I will grant that Said's depiction of Austen as unthinking in her
references to Antigua fits logically with his overall contention that
nineteenth-century European culture, and especially the English novel,
unwittingly but systematically helped to gain consent for imperialist
policies. The novel was, Said asserts, one of the primary discourses
contributing to a 'consolidated vision', virtually uncontested, of
England's righteous imperial prerogative. Austen is no different from
Thackeray or Dickens, then, in her implicit loyalty to official
Eurocentrism. At the same time, Said's version of Austen in particular
is given a boost by the readily available myth of her 'feminine'
nearsightedness. This rendering of Austen is further enabled, I would
argue, by Said's highly selective materialization of her. Mansfield
Park is, in fact, almost completely isolated from the rest of Austen's
work. If the truth be told, Said's attention even to his chosen text
is cursory: Austen's references to Antigua (and India) are mentioned
without actually being read.



But this picture of Austen is disembodied in not only a textual but
also a larger social sense. Though recontextualized as an English
national in the period preceding colonial expansion, Austen's more
precise status as an unmarried, middle-class, scribbling woman remains
wholly unspecified. The failure to consider Austen's gender and the
significance of this omission is pointed up by Said's more nuanced
treatment of Conrad. According to Said, Conrad stands out from other
colonial writers because, as a Polish expatriate, he possessed 'an
extraordinarily persistent residual sense of his own exilic
marginality'. The result is a double view of imperialism that at once
refutes and reinforces the West's right to dominate the globe.
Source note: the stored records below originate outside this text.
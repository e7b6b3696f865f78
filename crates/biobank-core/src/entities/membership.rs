//! Memberships: which users may access which studies and centres.

use serde::{Deserialize, Serialize};
use serde_json::{Value, json};

use crate::annotation::AnnotationRecord;
use crate::error::{DomainError, DomainResult, Result};
use crate::holder::{AnnotationHolder, AnnotationSet, AnnotationTypes};
use crate::rest::{self, RestClient};
use crate::schema::{FieldSpec, FieldType, Schema};
use crate::versioned::{RecordPayload, VersionedRecord};

use super::{annotations_field, decode};

pub const BASE_PATH: &str = "access/memberships";

#[derive(Debug, Clone, PartialEq, Eq, Serialize, Deserialize)]
pub struct EntityInfo {
    pub id: String,
    pub name: String,
}

/// Either every entity of a kind, or an explicit list.
#[derive(Debug, Clone, Default, PartialEq, Eq, Serialize, Deserialize)]
#[serde(rename_all = "camelCase")]
pub struct EntitySet {
    pub all_entities: bool,
    #[serde(default)]
    pub entity_data: Vec<EntityInfo>,
}

impl EntitySet {
    pub fn schema(id: &str) -> Schema {
        Schema::new(id)
            .field(FieldSpec::required("allEntities", FieldType::Boolean))
            .field(FieldSpec::required(
                "entityData",
                FieldType::array_of(FieldType::reference("entityInfo")),
            ))
    }

    pub fn contains(&self, id: &str) -> bool {
        self.entity_data.iter().any(|e| e.id == id)
    }

    /// True for an explicit member or when the set covers all entities.
    pub fn includes(&self, id: &str) -> bool {
        self.all_entities || self.contains(id)
    }
}

#[derive(Debug, Clone, PartialEq, Deserialize)]
#[serde(rename_all = "camelCase")]
pub struct Membership {
    pub name: String,
    #[serde(default)]
    pub description: Option<String>,
    pub user_ids: Vec<String>,
    pub study_data: EntitySet,
    pub centre_data: EntitySet,
    #[serde(skip)]
    annotations: AnnotationSet,
}

impl Membership {
    pub fn is_member_of_all_studies(&self) -> bool {
        self.study_data.all_entities
    }

    pub fn is_member_of_study(&self, study_id: &str) -> bool {
        self.study_data.includes(study_id)
    }

    pub fn is_member_of_all_centres(&self) -> bool {
        self.centre_data.all_entities
    }

    pub fn is_member_of_centre(&self, centre_id: &str) -> bool {
        self.centre_data.includes(centre_id)
    }

    pub fn has_user(&self, user_id: &str) -> bool {
        self.user_ids.iter().any(|id| id == user_id)
    }
}

fn already(what: &str, id: &str) -> DomainError {
    DomainError::InvalidState(format!("{what} already in membership: {id}"))
}

fn absent(what: &str, id: &str) -> DomainError {
    DomainError::InvalidState(format!("{what} not in membership: {id}"))
}

impl RecordPayload for Membership {
    fn schema() -> Schema {
        Schema::new("membership")
            .field(FieldSpec::required("name", FieldType::String))
            .field(FieldSpec::optional("description", FieldType::String))
            .field(FieldSpec::required("userIds", FieldType::array_of(FieldType::String)))
            .field(FieldSpec::required("studyData", FieldType::reference("studyData")))
            .field(FieldSpec::required("centreData", FieldType::reference("centreData")))
            .field(annotations_field())
    }

    fn additional_schemas() -> Vec<Schema> {
        let mut schemas = AnnotationRecord::schemas();
        schemas.push(EntitySet::schema("studyData"));
        schemas.push(EntitySet::schema("centreData"));
        schemas.push(
            Schema::new("entityInfo")
                .field(FieldSpec::required("id", FieldType::String))
                .field(FieldSpec::required("name", FieldType::String)),
        );
        schemas
    }

    fn from_json(value: &Value, types: &AnnotationTypes) -> DomainResult<Self> {
        let mut membership: Self = decode(value)?;
        membership.annotations = AnnotationSet::from_json(value, types)?;
        Ok(membership)
    }

    fn context(&self) -> AnnotationTypes {
        self.annotations.types().clone()
    }
}

impl AnnotationHolder for Membership {
    fn annotation_set(&self) -> &AnnotationSet {
        &self.annotations
    }

    fn annotation_set_mut(&mut self) -> &mut AnnotationSet {
        &mut self.annotations
    }
}

impl VersionedRecord<Membership> {
    pub async fn get<R: RestClient>(rest: &R, id: &str, types: &AnnotationTypes) -> Result<Self> {
        Self::fetch(rest, &rest::path([BASE_PATH, id]), types).await
    }

    async fn put_field<R: RestClient>(&self, rest: &R, field: &str, body: Value) -> Result<Self> {
        let path = rest::path([BASE_PATH, self.persisted_id()?, field]);
        self.update(rest, &path, body).await
    }

    /// DELETEs `<base>/<id>/<field>/<version>/<member>`; the reply is the
    /// updated membership.
    async fn delete_member<R: RestClient>(&self, rest: &R, field: &str, member_id: &str) -> Result<Self> {
        let version = self.version.to_string();
        let path = rest::path([BASE_PATH, self.persisted_id()?, field, version.as_str(), member_id]);
        let reply = rest.delete(&path).await?;
        Ok(Self::create(&reply, &self.entity.context())?)
    }

    pub async fn update_name<R: RestClient>(&self, rest: &R, name: &str) -> Result<Self> {
        self.put_field(rest, "name", json!({ "name": name })).await
    }

    pub async fn update_description<R: RestClient>(&self, rest: &R, description: Option<&str>) -> Result<Self> {
        self.put_field(rest, "description", json!({ "description": description }))
            .await
    }

    pub async fn add_user<R: RestClient>(&self, rest: &R, user_id: &str) -> Result<Self> {
        if self.entity.has_user(user_id) {
            return Err(already("user", user_id).into());
        }
        self.put_field(rest, "user", json!({ "userId": user_id })).await
    }

    pub async fn remove_user<R: RestClient>(&self, rest: &R, user_id: &str) -> Result<Self> {
        if !self.entity.has_user(user_id) {
            return Err(absent("user", user_id).into());
        }
        self.delete_member(rest, "user", user_id).await
    }

    pub async fn add_study<R: RestClient>(&self, rest: &R, study_id: &str) -> Result<Self> {
        if self.entity.study_data.contains(study_id) {
            return Err(already("study", study_id).into());
        }
        self.put_field(rest, "study", json!({ "studyId": study_id })).await
    }

    pub async fn remove_study<R: RestClient>(&self, rest: &R, study_id: &str) -> Result<Self> {
        if !self.entity.study_data.contains(study_id) {
            return Err(absent("study", study_id).into());
        }
        self.delete_member(rest, "study", study_id).await
    }

    pub async fn all_studies<R: RestClient>(&self, rest: &R) -> Result<Self> {
        if self.entity.is_member_of_all_studies() {
            return Err(already("all studies", self.persisted_id()?).into());
        }
        self.put_field(rest, "allStudies", json!({})).await
    }

    pub async fn add_centre<R: RestClient>(&self, rest: &R, centre_id: &str) -> Result<Self> {
        if self.entity.centre_data.contains(centre_id) {
            return Err(already("centre", centre_id).into());
        }
        self.put_field(rest, "centre", json!({ "centreId": centre_id })).await
    }

    pub async fn remove_centre<R: RestClient>(&self, rest: &R, centre_id: &str) -> Result<Self> {
        if !self.entity.centre_data.contains(centre_id) {
            return Err(absent("centre", centre_id).into());
        }
        self.delete_member(rest, "centre", centre_id).await
    }

    pub async fn all_centres<R: RestClient>(&self, rest: &R) -> Result<Self> {
        if self.entity.is_member_of_all_centres() {
            return Err(already("all centres", self.persisted_id()?).into());
        }
        self.put_field(rest, "allCentres", json!({})).await
    }
}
As Said
explains, 'Never the wholly incorporated and fully acculturated
Englishman, Conrad therefore preserved an ironic distance [from
imperial conquest] in each of his works'. Of course Austen was not,
any more than Conrad, 'the wholly incorporated and fully acculturated
Englishman.' Lacking the franchise, enjoying few property rights (and
these because she was single), living as a dependent at the edge of
her brother's estate, and publishing her work anonymously, Austen was
arguably a kind of exile in her own country. If we follow out the
logic of Said's own identity politics, Austen, too, might therefore be
suspected of irony toward reigning constructions of citizenship,
however much, like Conrad, she may also in many respects have upheld
them. The goal of this essay is to indicate where and, finally, to
suggest why Said so entirely misses this irony. My point, I should
stress, is not to exonerate Austen of imperialist crimes. Surely Said
is right to include her among those who made colonialism thinkable by
constructing the West as centre, home and norm, while pushing
everything else to the margins. The question I would raise is not
whether Austen contributed to English domination abroad but how her
doing so was necessarily inflected and partly disrupted by her
position as a bourgeois woman.



What is the author's position regards Jane Austen and her works?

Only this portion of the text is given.